Em paralelo a todos esses acontecimentos, o segmento equestre no Brasil passava por diversos questionamentos constantes em torno das relações dos seres humanos com os animais participantes das modalidades equestres esportivas. Diante disso, tais questionamentos geravam, e de certa forma ainda geram, demandas judiciais em torno de algumas modalidades equestres.
Em 2017, registrou-se uma conquista histórica para o universo equestre, quando o plenário da Câmara dos Deputados aprovou, em segundo turno, a Proposta de Emenda à Constituição (PEC) 304/17. O texto, que já havia sido aprovado em primeiro turno, alterava a Constituição para estabelecer que não fossem consideradas cruéis as atividades desportivas que utilizassem animais, desde que registradas como bem de natureza imaterial integrante do patrimônio cultural brasileiro e garantissem o bem-estar dos animais.
Neste sentido, recentemente o Presidente da República Jair Bolsonaro, sancionou a Lei Nº 13.873, de 17 de setembro de 2019, que altera a Lei nº 13.364, de 29 de novembro de 2016, reconhecendo definitivamente os esportes equestres, como manifestações culturais nacionais e elevando tais atividades à condição de bens de natureza imaterial integrantes do patrimônio cultural brasileiro, dispondo ainda sobre as modalidades esportivas equestres tradicionais e sobre a proteção ao bem-estar animal.
O sucinto relato cronológico acerca das intercorrências enfrentadas nos últimos anos pelo setor da equinocultura no país nos faz crer e ter a esperança de que, por mais que uma pandemia viral de proporções continentais venha causar importante impacto negativo para o setor, medidas e ações estratégicas para recuperação serão intensamente planejadas em relação ao futuro do mercado.
No entanto, obviamente o atual cenário é incerto, podendo desenvolver uma tendência ainda mais negativa, caso a doença continue avançando. Em curto prazo, o maior impacto reflete diretamente na última fase da cadeira produtiva, o “depois da porteira”, mais precisamente na comercialização. É sabido da significativa contribuição dos leilões virtuais hoje para o segmento, porém, os grandes remates presenciais são os que movimentam as expressivas cifras do cavalo, estando diretamente ligados aos resultados dos animais apresentados em pistas. Em médio prazo, um período grande de recesso na realização de provas poderia refletir em uma redução no número de animais destinados aos treinamentos das mais diversas modalidades, gerando um impacto direto aos centros de treinamento, ou seja, em outra fase da cadeia produtiva, “o dentro da porteira”.

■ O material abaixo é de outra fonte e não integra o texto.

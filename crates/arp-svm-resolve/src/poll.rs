//! Bounded waiting for on-chain state to become visible.

use std::time::Duration;

use tracing::debug;

use crate::config::PollConfig;
use crate::ResolveError;

/// Shortest pause between checks, so a zero interval still uses up the budget.
pub const MIN_POLL_INTERVAL: Duration = Duration::from_millis(1);

/// Something that can pause the current thread. Tests swap in fakes.
pub trait Sleep {
    fn sleep(&self, duration: Duration);
}

/// Sleeps for real.
#[derive(Clone, Copy, Debug, Default)]
pub struct ThreadSleep;

impl Sleep for ThreadSleep {
    fn sleep(&self, duration: Duration) {
        std::thread::sleep(duration);
    }
}

impl<S: Sleep + ?Sized> Sleep for &S {
    fn sleep(&self, duration: Duration) {
        (**self).sleep(duration)
    }
}

/// Call `check` until it yields a value, backing off exponentially between
/// calls. Errors from `check` abort immediately; `Ok(None)` means "not yet".
///
/// Fails with [`ResolveError::Timeout`] once `config.timeout` has been spent
/// sleeping and the last check still came back empty.
pub fn poll_until<T, S, F>(
    sleeper: &S,
    config: &PollConfig,
    what: &str,
    mut check: F,
) -> Result<T, ResolveError>
where
    S: Sleep + ?Sized,
    F: FnMut() -> Result<Option<T>, ResolveError>,
{
    let mut waited = Duration::ZERO;
    let mut interval = config.initial_interval.max(MIN_POLL_INTERVAL);

    loop {
        if let Some(value) = check()? {
            return Ok(value);
        }
        if waited >= config.timeout {
            return Err(ResolveError::Timeout {
                what: what.to_string(),
                waited,
            });
        }

        let nap = interval.min(config.timeout - waited);
        debug!("Waiting {:?} for {}", nap, what);
        sleeper.sleep(nap);
        waited += nap;
        interval = interval
            .saturating_mul(2)
            .min(config.max_interval)
            .max(MIN_POLL_INTERVAL);
    }
}
//! The [`SolanaConnection`] trait and its implementation for [`RpcClient`].

use solana_sdk::{
    clock::Slot, commitment_config::CommitmentConfig, hash::Hash, pubkey::Pubkey,
    signature::Signature, transaction::VersionedTransaction,
};

/// What a preflight simulation reported. Only `logs` is needed to decode the
/// payload; the rest is kept for diagnostics.
#[derive(Clone, Debug, Default, PartialEq, Eq)]
pub struct SimulationOutcome {
    pub logs: Option<Vec<String>>,
    pub units_consumed: Option<u64>,
    pub err: Option<String>,
}

/// Decoded view of an address lookup table account.
#[derive(Clone, Debug, PartialEq, Eq)]
pub struct LookupTableState {
    pub addresses: Vec<Pubkey>,
    /// `false` once the table has been deactivated.
    pub active: bool,
}

/// Abstraction over Solana connectivity for the resolver.
///
/// Implemented for [`RpcClient`] (production) and for LiteSVM adapters (testing).
pub trait SolanaConnection {
    type Error: std::error::Error + Send + 'static;

    fn get_latest_blockhash(&self) -> Result<Hash, Self::Error>;

    fn get_slot(&self) -> Result<Slot, Self::Error>;

    /// Simulate without committing and without signature verification.
    fn simulate(&self, tx: &VersionedTransaction) -> Result<SimulationOutcome, Self::Error>;

    /// Send a transaction and wait for confirmation.
    fn send_and_confirm(&mut self, tx: &VersionedTransaction) -> Result<Signature, Self::Error>;

    /// Fetch a lookup table, returning `None` if it isn't visible yet.
    fn get_address_lookup_table(
        &self,
        address: &Pubkey,
        commitment: CommitmentConfig,
    ) -> Result<Option<LookupTableState>, Self::Error>;

    /// Whether a send failed because the transaction's blockhash expired.
    fn is_blockhash_expired(_err: &Self::Error) -> bool {
        false
    }
}

#[cfg(feature = "rpc")]
mod rpc_impl {
    use solana_client::client_error::{ClientError, ClientErrorKind};
    use solana_client::rpc_client::RpcClient;
    use solana_client::rpc_config::RpcSimulateTransactionConfig;
    use solana_client::rpc_request::RpcError;
    use solana_sdk::{
        address_lookup_table::state::AddressLookupTable,
        clock::Slot,
        commitment_config::CommitmentConfig,
        hash::Hash,
        pubkey::Pubkey,
        signature::Signature,
        transaction::{TransactionError, VersionedTransaction},
    };

    use super::{LookupTableState, SimulationOutcome, SolanaConnection};

    impl SolanaConnection for RpcClient {
        type Error = ClientError;

        fn get_latest_blockhash(&self) -> Result<Hash, Self::Error> {
            RpcClient::get_latest_blockhash(self)
        }

        fn get_slot(&self) -> Result<Slot, Self::Error> {
            RpcClient::get_slot(self)
        }

        fn simulate(&self, tx: &VersionedTransaction) -> Result<SimulationOutcome, Self::Error> {
            let sim_result = self.simulate_transaction_with_config(
                tx,
                RpcSimulateTransactionConfig {
                    sig_verify: false,
                    replace_recent_blockhash: false,
                    commitment: Some(CommitmentConfig::confirmed()),
                    ..Default::default()
                },
            )?;

            let sim_value = sim_result.value;
            Ok(SimulationOutcome {
                logs: sim_value.logs,
                units_consumed: sim_value.units_consumed,
                err: sim_value.err.map(|e| format!("{:?}", e)),
            })
        }

        fn send_and_confirm(&mut self, tx: &VersionedTransaction) -> Result<Signature, Self::Error> {
            self.send_and_confirm_transaction_with_spinner_and_commitment(
                tx,
                CommitmentConfig::confirmed(),
            )
        }

        fn get_address_lookup_table(
            &self,
            address: &Pubkey,
            commitment: CommitmentConfig,
        ) -> Result<Option<LookupTableState>, Self::Error> {
            let Some(account) = self.get_account_with_commitment(address, commitment)?.value
            else {
                return Ok(None);
            };

            let table = AddressLookupTable::deserialize(&account.data).map_err(|e| {
                ClientError::from(RpcError::ForUser(format!(
                    "Account {} is not an address lookup table: {}",
                    address, e
                )))
            })?;

            Ok(Some(LookupTableState {
                addresses: table.addresses.to_vec(),
                active: table.meta.deactivation_slot == Slot::MAX,
            }))
        }

        fn is_blockhash_expired(err: &Self::Error) -> bool {
            matches!(
                err.get_transaction_error(),
                Some(TransactionError::BlockhashNotFound)
            ) || confirmation_outlived_blockhash(err.kind())
        }
    }

    /// Prefix of the `ForUser` error RpcClient returns once the blockhash a
    /// transaction was sent with is no longer valid and no status showed up.
    const UNCONFIRMED_PREFIX: &str = "unable to confirm transaction";

    /// An underfunded payer fails preflight with a `TransactionError`, so
    /// only this exact `ForUser` variant is treated as expiry.
    fn confirmation_outlived_blockhash(kind: &ClientErrorKind) -> bool {
        matches!(
            kind,
            ClientErrorKind::RpcError(RpcError::ForUser(message))
                if message.starts_with(UNCONFIRMED_PREFIX)
        )
    }

    #[cfg(test)]
    mod tests {
        use super::*;

        const UNCONFIRMED: &str = "unable to confirm transaction. This can happen in situations \
            such as transaction expiration and insufficient fee-payer funds";

        #[test]
        fn test_unconfirmed_send_is_expiry() {
            let err = ClientError::from(RpcError::ForUser(UNCONFIRMED.to_string()));
            assert!(RpcClient::is_blockhash_expired(&err));

            let err = ClientError::from(TransactionError::BlockhashNotFound);
            assert!(RpcClient::is_blockhash_expired(&err));
        }

        #[test]
        fn test_underfunded_payer_is_not_expiry() {
            let err = ClientError::from(TransactionError::InsufficientFundsForFee);
            assert!(!RpcClient::is_blockhash_expired(&err));

            // Same wording outside the ForUser variant does not count.
            let err = ClientError::from(ClientErrorKind::Custom(UNCONFIRMED.to_string()));
            assert!(!RpcClient::is_blockhash_expired(&err));

            let err = ClientError::from(RpcError::ForUser(
                "insufficient fee-payer funds, transaction expiration unknown".to_string(),
            ));
            assert!(!RpcClient::is_blockhash_expired(&err));
        }
    }
}
//! Client for the Account Resolution Protocol (ARP).
//!
//! Anchor programs that speak ARP expose a `preflight_<name>` variant of an
//! instruction which, under simulation, reports the remaining accounts the
//! real instruction needs. This crate drives that discovery:
//!
//! 1. Simulate the preflight instruction ([`probe`])
//! 2. Decode the fixed-size payload from the simulation logs ([`payload`])
//! 3. Append the reported accounts and repeat until the program is done
//!    ([`resolve`]), optionally packing them into an address lookup table
//!    ([`lookup_table`])
//!
//! All chain access goes through the [`SolanaConnection`] trait, implemented
//! for `RpcClient` behind the default `rpc` feature.

use std::time::Duration;

pub mod config;
pub mod connection;
pub mod discriminator;
pub mod lookup_table;
pub mod payload;
pub mod poll;
pub mod probe;
pub mod resolve;
pub mod send;

pub use config::{PollConfig, ResolverConfig};
pub use connection::{LookupTableState, SimulationOutcome, SolanaConnection};
pub use discriminator::{discriminator, preflight_discriminator};
pub use lookup_table::LookupTablePacker;
pub use payload::{PayloadError, PreflightResponse};
pub use poll::{Sleep, ThreadSleep};
pub use resolve::{resolve_additional_accounts, ResolvedInstruction, Resolver};

/// Errors that can occur while resolving accounts.
#[derive(thiserror::Error, Debug)]
pub enum ResolveError {
    #[error("no logs found in preflight simulation; likely an RPC error")]
    MissingLogs,

    #[error("failed to parse preflight response: {source}\nlogs:\n{}", .logs.join("\n"))]
    PayloadParse {
        #[source]
        source: PayloadError,
        logs: Vec<String>,
    },

    #[error("account resolution did not finish after {limit} rounds")]
    IterationLimitExceeded { limit: usize },

    #[error("instruction data is {0} bytes, too short for a discriminator")]
    InstructionDataTooShort(usize),

    #[error("Connection error: {0}")]
    Connection(String),

    #[error("Preflight simulation error: {0}")]
    Simulation(String),

    #[error("Failed to build transaction: {0}")]
    Compile(String),

    #[error("Transaction send error: {0}")]
    Send(String),

    #[error("timed out after {waited:?} waiting for {what}")]
    Timeout { what: String, waited: Duration },
}
use std::io::{self, IsTerminal, Read};
use std::str::FromStr;

use anyhow::{bail, Context, Result};
use arp_svm_resolve::{
    discriminator, preflight_discriminator, PreflightResponse, ResolvedInstruction, Resolver,
    ResolverConfig,
};
use base64::Engine;
use clap::{Parser, Subcommand};
use serde::Serialize;
use solana_sdk::instruction::{AccountMeta, Instruction};
use solana_sdk::pubkey::Pubkey;
use solana_sdk::signature::read_keypair_file;

#[derive(Parser)]
#[command(name = "arp")]
#[command(about = "Resolve remaining accounts for Anchor instructions")]
struct Cli {
    /// Solana RPC URL
    #[arg(
        long,
        env = "SOLANA_RPC_URL",
        default_value = "https://api.devnet.solana.com",
        global = true
    )]
    rpc_url: String,

    /// Log simulation output and resolver progress
    #[arg(long, short, global = true)]
    verbose: bool,

    #[command(subcommand)]
    command: Command,
}

#[derive(Subcommand)]
enum Command {
    /// Resolve the remaining accounts of an instruction
    ///
    /// Examples:
    ///   arp resolve --name do_thing --data 0102 --account <PAYER>:w:s
    ///   arp resolve --name settle --account <VAULT>:w --lookup-table
    Resolve {
        /// Program ID implementing the preflight instruction
        #[arg(long, env = "PROGRAM_ID")]
        program_id: String,

        /// Payer keypair file
        #[arg(long, env = "PAYER_KEYPAIR")]
        payer: String,

        /// Anchor instruction name, e.g. `do_thing`
        #[arg(long)]
        name: String,

        /// Instruction arguments after the discriminator (hex)
        #[arg(long, default_value = "")]
        data: String,

        /// Known account as PUBKEY[:w][:s] (writable, signer); repeatable
        #[arg(long = "account")]
        accounts: Vec<String>,

        /// Pack discovered accounts into an address lookup table
        #[arg(long)]
        lookup_table: bool,

        /// Give up after this many preflight rounds
        #[arg(long)]
        max_rounds: Option<usize>,
    },

    /// Print the real and preflight discriminators of an instruction
    Discriminator {
        /// Anchor instruction name
        name: String,
    },

    /// Decode a preflight payload (base64 string, @file, or stdin)
    Decode { payload: Option<String> },
}

fn main() {
    if let Err(e) = run() {
        eprintln!("error: {:#}", e);
        std::process::exit(1);
    }
}

fn run() -> Result<()> {
    let cli = Cli::parse();

    let filter = if cli.verbose { "debug" } else { "info" };
    tracing_subscriber::fmt()
        .with_writer(io::stderr)
        .with_env_filter(
            tracing_subscriber::EnvFilter::try_from_default_env()
                .unwrap_or_else(|_| tracing_subscriber::EnvFilter::new(filter)),
        )
        .init();

    match &cli.command {
        Command::Resolve {
            program_id,
            payer,
            name,
            data,
            accounts,
            lookup_table,
            max_rounds,
        } => cmd_resolve(
            &cli,
            ResolveArgs {
                program_id,
                payer_path: payer,
                name,
                data,
                accounts,
                lookup_table: *lookup_table,
                max_rounds: *max_rounds,
            },
        ),
        Command::Discriminator { name } => cmd_discriminator(name),
        Command::Decode { payload } => cmd_decode(payload.clone()),
    }
}

struct ResolveArgs<'a> {
    program_id: &'a str,
    payer_path: &'a str,
    name: &'a str,
    data: &'a str,
    accounts: &'a [String],
    lookup_table: bool,
    max_rounds: Option<usize>,
}

fn cmd_resolve(cli: &Cli, args: ResolveArgs<'_>) -> Result<()> {
    let payer = read_keypair_file(args.payer_path)
        .map_err(|e| anyhow::anyhow!("failed to read payer keypair: {}", e))?;
    let program_id = Pubkey::from_str(args.program_id).context("invalid program ID")?;
    let accounts = args
        .accounts
        .iter()
        .map(|spec| parse_account_meta(spec))
        .collect::<Result<Vec<_>>>()?;

    let mut data = discriminator(args.name).to_vec();
    data.extend(hex::decode(args.data.trim()).context("decoding instruction data")?);
    let ix = Instruction {
        program_id,
        accounts,
        data,
    };

    let mut config = ResolverConfig::default();
    if let Some(max_rounds) = args.max_rounds {
        config.max_rounds = max_rounds;
    }

    let mut rpc_client = solana_client::rpc_client::RpcClient::new(&cli.rpc_url);

    eprintln!("Resolving {} on {}...", args.name, program_id);
    eprintln!("  Payer: {}", solana_sdk::signer::Signer::pubkey(&payer));
    eprintln!("  Known accounts: {}", ix.accounts.len());
    eprintln!("  RPC: {}", cli.rpc_url);

    let resolved = Resolver::new(&mut rpc_client, &payer)
        .verbose(cli.verbose)
        .use_lookup_table(args.lookup_table)
        .with_config(config)
        .resolve(&ix, args.name)?;

    eprintln!(
        "Resolved {} accounts in {} rounds",
        resolved.ix.accounts.len(),
        resolved.rounds
    );
    println!(
        "{}",
        serde_json::to_string_pretty(&ResolvedJson::from(&resolved))?
    );
    Ok(())
}

fn cmd_discriminator(name: &str) -> Result<()> {
    println!("{}", hex::encode(discriminator(name)));
    println!("{}", hex::encode(preflight_discriminator(name)));
    Ok(())
}

fn cmd_decode(arg: Option<String>) -> Result<()> {
    let raw = read_input(arg)?;
    let response = PreflightResponse::decode(&raw)?;

    for line in format_decoded(&raw, &response) {
        println!("{}", line);
    }
    Ok(())
}

/// Lines printed by `arp decode`: the header fields read from `raw`, then
/// one line per account.
fn format_decoded(raw: &[u8], response: &PreflightResponse) -> Vec<String> {
    let mut lines = vec![
        format!("version:  {}", raw.first().copied().unwrap_or_default()),
        format!("has_more: {}", response.has_more),
        format!("accounts: {}", response.accounts.len()),
    ];
    lines.extend(response.accounts.iter().map(|meta| {
        format!(
            "{}{}",
            meta.pubkey,
            if meta.is_writable { " (writable)" } else { "" }
        )
    }));
    lines
}

/// Parse `PUBKEY[:w][:s]` into an account meta.
fn parse_account_meta(spec: &str) -> Result<AccountMeta> {
    let mut parts = spec.split(':');
    let pubkey = parts.next().unwrap_or_default();
    let pubkey =
        Pubkey::from_str(pubkey).with_context(|| format!("invalid account address: {}", spec))?;

    let mut is_writable = false;
    let mut is_signer = false;
    for flag in parts {
        match flag {
            "w" => is_writable = true,
            "s" => is_signer = true,
            other => bail!("unknown account flag '{}' in {}; expected w or s", other, spec),
        }
    }

    Ok(AccountMeta {
        pubkey,
        is_signer,
        is_writable,
    })
}

/// Read a base64 payload from the argument, an @file reference, or stdin.
fn read_input(arg: Option<String>) -> Result<Vec<u8>> {
    let text = match arg {
        Some(s) if s.starts_with('@') => {
            let path = &s[1..];
            std::fs::read_to_string(path).with_context(|| format!("reading file: {}", path))?
        }
        Some(s) => s,
        None => {
            if io::stdin().is_terminal() {
                bail!("no payload provided; pass as argument, @file, or pipe to stdin");
            }
            let mut buf = String::new();
            io::stdin().read_to_string(&mut buf)?;
            buf
        }
    };
    base64::engine::general_purpose::STANDARD
        .decode(text.trim())
        .context("decoding base64 payload")
}

#[derive(Serialize)]
#[serde(rename_all = "camelCase")]
struct ResolvedJson {
    ix: InstructionJson,
    lookup_table: Option<String>,
    rounds: usize,
}

#[derive(Serialize)]
#[serde(rename_all = "camelCase")]
struct InstructionJson {
    program_id: String,
    keys: Vec<AccountMetaJson>,
    data: String,
}

#[derive(Serialize)]
#[serde(rename_all = "camelCase")]
struct AccountMetaJson {
    pubkey: String,
    is_signer: bool,
    is_writable: bool,
}

impl From<&ResolvedInstruction> for ResolvedJson {
    fn from(resolved: &ResolvedInstruction) -> Self {
        Self {
            ix: InstructionJson {
                program_id: resolved.ix.program_id.to_string(),
                keys: resolved
                    .ix
                    .accounts
                    .iter()
                    .map(|meta| AccountMetaJson {
                        pubkey: meta.pubkey.to_string(),
                        is_signer: meta.is_signer,
                        is_writable: meta.is_writable,
                    })
                    .collect(),
                data: base64::engine::general_purpose::STANDARD.encode(&resolved.ix.data),
            },
            lookup_table: resolved.lookup_table.map(|table| table.to_string()),
            rounds: resolved.rounds,
        }
    }
}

Com tudo, a sensatez aliada à capacidade de reinventar serão virtudes que o mercado do cavalo terá que desenvolver e explorar. Iniciativas de marketing, principalmente em relação ao esporte e a comercialização, deverão ser pontos a serem trabalhados, bem como a comunicação, interação e sensibilização não apenas do segmento do cavalo, mas também de todo o agronegócio brasileiro. Desta forma trabalhando para aumentar e potencializar oportunidades que eventualmente possam surgir em meio à crise e suavizar a passagem do vírus.
Diante dos fatos, fica evidente o grande desafio que virá pela frente, porém, o momento delicado não é de pânico, mas sim de extrema paciência, cautela, consciência, discernimento e, sobretudo, criatividade para atuar com êxito frente aos atuais e futuros efeitos da pandemia. Desta maneira, a busca para mitigar as consequências econômicas negativas da doença para o agronegócio da equinocultura, sem dúvida, será o foco e a prioridade do setor. Mas, enquanto a calmaria não vem, a tropa fica em casa!